How to complete this task
Output the listing below verbatim.

Input data
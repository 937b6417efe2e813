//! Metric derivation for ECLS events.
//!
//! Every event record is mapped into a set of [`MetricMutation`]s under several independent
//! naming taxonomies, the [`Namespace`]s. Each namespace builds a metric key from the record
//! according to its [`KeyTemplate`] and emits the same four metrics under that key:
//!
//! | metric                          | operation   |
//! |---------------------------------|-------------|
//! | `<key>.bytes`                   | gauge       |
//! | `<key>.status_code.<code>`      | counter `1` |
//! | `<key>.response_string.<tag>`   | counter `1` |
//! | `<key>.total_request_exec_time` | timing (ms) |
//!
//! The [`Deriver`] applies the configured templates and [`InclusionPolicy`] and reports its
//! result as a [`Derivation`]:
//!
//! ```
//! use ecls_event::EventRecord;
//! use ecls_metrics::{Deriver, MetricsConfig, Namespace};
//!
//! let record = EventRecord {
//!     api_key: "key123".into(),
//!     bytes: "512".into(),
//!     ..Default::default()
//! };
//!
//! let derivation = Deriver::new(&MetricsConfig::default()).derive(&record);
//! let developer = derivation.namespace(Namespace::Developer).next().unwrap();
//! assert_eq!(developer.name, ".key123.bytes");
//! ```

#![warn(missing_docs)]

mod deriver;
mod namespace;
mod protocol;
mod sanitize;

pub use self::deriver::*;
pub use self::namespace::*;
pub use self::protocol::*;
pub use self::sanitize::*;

Response box
repository 937b6417efe2e813
//! Metric derivation for ECLS events.
//!
//! Every event record is mapped into a set of [`MetricMutation`]s under several independent
//! naming taxonomies, the [`Namespace`]s. Each namespace builds a metric key from the record
//! according to its [`KeyTemplate`] and emits the same four metrics under that key:
//!
//! | metric                          | operation   |
//! |---------------------------------|-------------|
//! | `<key>.bytes`                   | gauge       |
//! | `<key>.status_code.<code>`      | counter `1` |
//! | `<key>.response_string.<tag>`   | counter `1` |
//! | `<key>.total_request_exec_time` | timing (ms) |
//!
//! The [`Deriver`] applies the configured templates and [`InclusionPolicy`] and reports its
//! result as a [`Derivation`]:
//!
//! ```
//! use ecls_event::EventRecord;
//! use ecls_metrics::{Deriver, MetricsConfig, Namespace};
//!
//! let record = EventRecord {
//!     api_key: "key123".into(),
//!     bytes: "512".into(),
//!     ..Default::default()
//! };
//!
//! let derivation = Deriver::new(&MetricsConfig::default()).derive(&record);
//! let developer = derivation.namespace(Namespace::Developer).next().unwrap();
//! assert_eq!(developer.name, ".key123.bytes");
//! ```

#![warn(missing_docs)]

mod deriver;
mod namespace;
mod protocol;
mod sanitize;

pub use self::deriver::*;
pub use self::namespace::*;
pub use self::protocol::*;
pub use self::sanitize::*;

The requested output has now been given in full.